Ein Ensemble, das wie eine grüne Oase wirkt. Vogelexperte Wilhelm Robens hat darin bereits mehr als 30 Vogelarten und auch andere Tiere wie Blindschleichen, Igel und Fledermäuse beobachtet. Gepflegt wird der Park von den ehrenamtlichen Broichpaten, die auch das historische Pumpenhäuschen auf dem Gelände wieder instand setzen möchten. Es wurde um 1930 gebaut und versorgte die umliegenden Haushalte bis 1960 mit Wasser. Nähert man sich dem Häuschen, hört man das Rauschen der Quelle, aus der das Wasser einst hochgepumpt wurde. Die Zukunft des Parks ist noch unklar.
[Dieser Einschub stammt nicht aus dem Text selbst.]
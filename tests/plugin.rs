// tests/plugin.rs
#![cfg(unix)]

use auth_script::{
    ConfigError, Environment, EventType, MIN_STRUCT_VERSION, OpenError, Plugin, PluginConfig,
    Status, min_version_required,
};
use dispatch::{Errno, Fork, ForkResult};
use logging::{HostSink, PluginLevel};
use serial_test::serial;
use std::path::Path;
use std::sync::{Arc, Mutex};
use std::thread;
use std::time::Duration;
use tempfile::tempdir;

mod common;
use common::wait_for_line;

type Records = Arc<Mutex<Vec<(PluginLevel, String, String)>>>;

fn recording_config() -> (PluginConfig, Records) {
    let records: Records = Arc::default();
    let out = records.clone();
    let sink = HostSink::new(move |level: PluginLevel, component: &str, msg: &str| {
        out.lock()
            .unwrap()
            .push((level, component.to_string(), msg.to_string()));
    });
    (PluginConfig::builder().host(sink).build(), records)
}

fn shell_args(script: &str) -> [&str; 4] {
    ["auth-script.so", "/bin/sh", "-c", script]
}

fn control_env(control: &Path) -> Environment {
    [
        ("PATH", "/usr/bin:/bin"),
        ("username", "alice"),
        ("auth_control_file", control.to_str().unwrap()),
    ]
    .into_iter()
    .collect()
}

struct FailingFork;

impl Fork for FailingFork {
    fn fork(&self) -> nix::Result<ForkResult> {
        Err(Errno::EAGAIN)
    }
}

#[test]
fn requires_api_version_three() {
    assert_eq!(min_version_required(), 3);
}

#[test]
fn open_logs_banner_and_registers_for_auth() {
    let (cfg, records) = recording_config();
    let opened =
        Plugin::open_with_config(MIN_STRUCT_VERSION, ["auth-script.so", "/opt/verify"], &cfg)
            .unwrap();
    assert_eq!(opened.type_mask, 1 << 5);
    assert_eq!(opened.plugin.context().command_path(), "/opt/verify");

    let records = records.lock().unwrap();
    let notes: Vec<_> = records
        .iter()
        .filter(|(level, _, _)| *level == PluginLevel::Note)
        .map(|(_, _, msg)| msg.as_str())
        .collect();
    assert_eq!(notes.len(), 3);
    assert_eq!(notes[0], format!("Version: [{}]", env!("CARGO_PKG_VERSION")));
    assert!(notes[1].starts_with("Commit Hash: ["));
    assert!(notes[2].starts_with("Build Time: ["));
    assert!(records.iter().all(|(_, component, _)| component == "auth-script"));
    assert!(
        records
            .iter()
            .any(|(level, _, msg)| *level == PluginLevel::Debug && msg == "script_path=/opt/verify")
    );
    assert_eq!(
        records.last().map(|(_, _, msg)| msg.as_str()),
        Some("plugin initialized successfully")
    );
}

#[test]
fn open_without_command_fails() {
    let cases: &[&[&str]] = &[&["auth-script.so"], &["auth-script.so", ""]];
    for args in cases {
        let (cfg, records) = recording_config();
        let err = Plugin::open_with_config(MIN_STRUCT_VERSION, args.iter().copied(), &cfg)
            .unwrap_err();
        assert!(matches!(err, OpenError::Config(ConfigError::NoCommand)));
        assert!(records.lock().unwrap().iter().any(|(level, _, msg)| {
            *level == PluginLevel::Error && msg == "no script_path specified in config file"
        }));
    }
}

#[test]
fn open_rejects_old_struct_version() {
    let (cfg, _) = recording_config();
    let err = Plugin::open_with_config(
        MIN_STRUCT_VERSION - 1,
        ["auth-script.so", "/opt/verify"],
        &cfg,
    )
    .unwrap_err();
    assert!(matches!(
        err,
        OpenError::Config(ConfigError::StructVersion { .. })
    ));
}

#[test]
#[serial]
fn auth_event_is_deferred_and_reported_out_of_band() {
    let dir = tempdir().unwrap();
    let control = dir.path().join("acf");
    let opened = Plugin::open_with_config(
        MIN_STRUCT_VERSION,
        shell_args("echo 1 > \"$auth_control_file\""),
        &PluginConfig::default(),
    )
    .unwrap();

    let status = opened.plugin.invoke(
        MIN_STRUCT_VERSION,
        EventType::AuthUserPassVerify,
        &control_env(&control),
    );
    assert_eq!(status, Status::Deferred);
    opened.plugin.close();
    assert_eq!(
        wait_for_line(&control, Duration::from_secs(5)).as_deref(),
        Some("1\n")
    );
}

#[test]
#[serial]
fn other_events_succeed_without_launching() {
    let dir = tempdir().unwrap();
    let control = dir.path().join("acf");
    let opened = Plugin::open_with_config(
        MIN_STRUCT_VERSION,
        shell_args("echo 1 > \"$auth_control_file\""),
        &PluginConfig::default(),
    )
    .unwrap();

    for event in [EventType::Up, EventType::ClientConnect, EventType::TlsVerify] {
        let status = opened
            .plugin
            .invoke(MIN_STRUCT_VERSION, event, &control_env(&control));
        assert_eq!(status, Status::Success);
    }
    thread::sleep(Duration::from_millis(200));
    assert!(!control.exists());
}

#[test]
fn invoke_rejects_old_struct_version() {
    let opened = Plugin::open_with_config(
        MIN_STRUCT_VERSION,
        shell_args("exit 0"),
        &PluginConfig::default(),
    )
    .unwrap();
    let status = opened.plugin.invoke(
        MIN_STRUCT_VERSION - 1,
        EventType::AuthUserPassVerify,
        &Environment::new(),
    );
    assert_eq!(status, Status::Error);
}

#[test]
fn spawn_failure_is_an_error_status() {
    let (cfg, records) = recording_config();
    let opened =
        Plugin::open_with_config(MIN_STRUCT_VERSION, shell_args("exit 0"), &cfg).unwrap();
    let plugin = opened.plugin.with_fork(FailingFork);
    let status = plugin.invoke(
        MIN_STRUCT_VERSION,
        EventType::AuthUserPassVerify,
        &Environment::new(),
    );
    assert_eq!(status, Status::Error);
    assert!(records.lock().unwrap().iter().any(|(level, _, msg)| {
        *level == PluginLevel::Error && msg.starts_with("fork failed: ")
    }));
}

#[test]
#[serial]
fn concurrent_invocations_share_one_plugin() {
    let dir = tempdir().unwrap();
    let opened = Plugin::open_with_config(
        MIN_STRUCT_VERSION,
        shell_args("echo \"$username\" > \"$auth_control_file\""),
        &PluginConfig::default(),
    )
    .unwrap();
    let plugin = &opened.plugin;
    let controls: Vec<_> = (0..6).map(|i| dir.path().join(format!("acf-{i}"))).collect();

    thread::scope(|s| {
        for (i, control) in controls.iter().enumerate() {
            s.spawn(move || {
                let mut env = control_env(control);
                env.insert("username", &format!("user-{i}"));
                let status = plugin.invoke(MIN_STRUCT_VERSION, EventType::AuthUserPassVerify, &env);
                assert_eq!(status, Status::Deferred);
            });
        }
    });

    for (i, control) in controls.iter().enumerate() {
        assert_eq!(
            wait_for_line(control, Duration::from_secs(5)),
            Some(format!("user-{i}\n"))
        );
    }
}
Wie berichtet, hat ein Ingenieurbüro der Gemeinde zum Bau von Hochwasserrückhaltebecken auf dem Gelände geraten, um die Überschwemmungsgefahr für den Ort zu minimieren. Broichpaten wie Günter Benz treten dafür ein, andere Lösungen zu finden. Denn der Broichpark sei "die grüne Lunge Alfters". Wer noch mehr Grün sehen will, geht den Buchholzweg hoch zum Friedensweg.

Gestaltet wurde er von Wilhelm Maucher (1903-1993). Der Landwirt kelterte im Jahr 1953 auf Anregung von Wirtschaftsminister Ludwig Erhard erstmals den Brombeerwein "Rebellenblut". Die Namensgebung ging auf Mauchers Ruf als "Rebell vom Vorgebirge" zurück, der die Anliegen der Landwirte vehement gegenüber Behörden, Politikern und Besatzungsmächten vertrat. Er verlegte Gedenksteine mit pazifistischen Aufschriften.

Neben zehn Friedensgeboten wie "Von Atom- und Neutronen-Bomben befreiet uns" erinnert er auch an die Friedensnobelpreisträgerin Bertha von Suttner. Auch hier sind Alfterer rührig am Werke: Der Friedensweg wird von Ehrenamtlichen gepflegt. Ebenso wie die Judas Thaddäus Kapelle oberhalb von Birrekoven, Anlaufpunkt für Gläubige aus der Region.

Judas Thaddäus gilt als Patron der verzweifelten und hoffnungslosen Fälle. In der Nähe des Friedenswegs liegt der Aussichtspunkt Böhling, von dem man einen guten Blick bis nach Bonn, zur Kölner Bucht und zum Siebengebirge hat. Im Sommer sitzen hier Alfterer mit dem "Quetschbügel", dem Schifferklavier, machen Musik und essen Erbsensuppe. Und planen schon für die Festlichkeiten im Jahr 2017: Denn dann wird im Ort die 950-Jahr-Feier begangen.